### Exercise
Where a line of the data holds the word "AtlasNaming", copy that line.

### Extracted data
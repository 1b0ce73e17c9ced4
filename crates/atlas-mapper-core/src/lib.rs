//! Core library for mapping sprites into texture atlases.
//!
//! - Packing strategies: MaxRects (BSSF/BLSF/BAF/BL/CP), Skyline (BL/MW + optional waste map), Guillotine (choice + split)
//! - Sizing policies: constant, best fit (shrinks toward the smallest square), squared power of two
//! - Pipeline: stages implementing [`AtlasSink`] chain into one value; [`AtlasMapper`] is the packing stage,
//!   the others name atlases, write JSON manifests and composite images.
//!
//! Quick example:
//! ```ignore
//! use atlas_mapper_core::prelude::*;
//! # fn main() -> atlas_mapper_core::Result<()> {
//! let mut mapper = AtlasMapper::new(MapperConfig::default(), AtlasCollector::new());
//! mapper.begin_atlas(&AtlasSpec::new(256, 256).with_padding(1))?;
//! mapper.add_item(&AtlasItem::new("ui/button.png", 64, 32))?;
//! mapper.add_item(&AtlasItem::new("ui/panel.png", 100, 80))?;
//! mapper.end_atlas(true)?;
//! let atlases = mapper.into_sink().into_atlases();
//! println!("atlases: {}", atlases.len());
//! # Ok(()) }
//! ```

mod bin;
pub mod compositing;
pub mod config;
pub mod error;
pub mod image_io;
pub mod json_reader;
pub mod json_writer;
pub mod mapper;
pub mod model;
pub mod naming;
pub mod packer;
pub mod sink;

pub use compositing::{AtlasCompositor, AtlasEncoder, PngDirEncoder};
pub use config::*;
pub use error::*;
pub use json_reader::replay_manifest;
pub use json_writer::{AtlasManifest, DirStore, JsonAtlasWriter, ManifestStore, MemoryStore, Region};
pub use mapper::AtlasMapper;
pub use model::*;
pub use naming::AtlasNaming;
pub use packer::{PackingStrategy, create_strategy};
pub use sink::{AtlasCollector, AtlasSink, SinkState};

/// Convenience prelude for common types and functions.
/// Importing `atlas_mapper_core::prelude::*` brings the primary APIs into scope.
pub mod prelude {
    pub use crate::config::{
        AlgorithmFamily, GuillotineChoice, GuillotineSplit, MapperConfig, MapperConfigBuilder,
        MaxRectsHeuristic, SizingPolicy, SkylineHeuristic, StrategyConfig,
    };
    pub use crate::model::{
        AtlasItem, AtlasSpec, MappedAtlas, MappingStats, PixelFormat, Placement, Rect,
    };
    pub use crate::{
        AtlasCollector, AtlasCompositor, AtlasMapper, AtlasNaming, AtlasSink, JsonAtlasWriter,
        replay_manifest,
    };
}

### Written solution
pub use naming::AtlasNaming;
        AtlasCollector, AtlasCompositor, AtlasMapper, AtlasNaming, AtlasSink, JsonAtlasWriter,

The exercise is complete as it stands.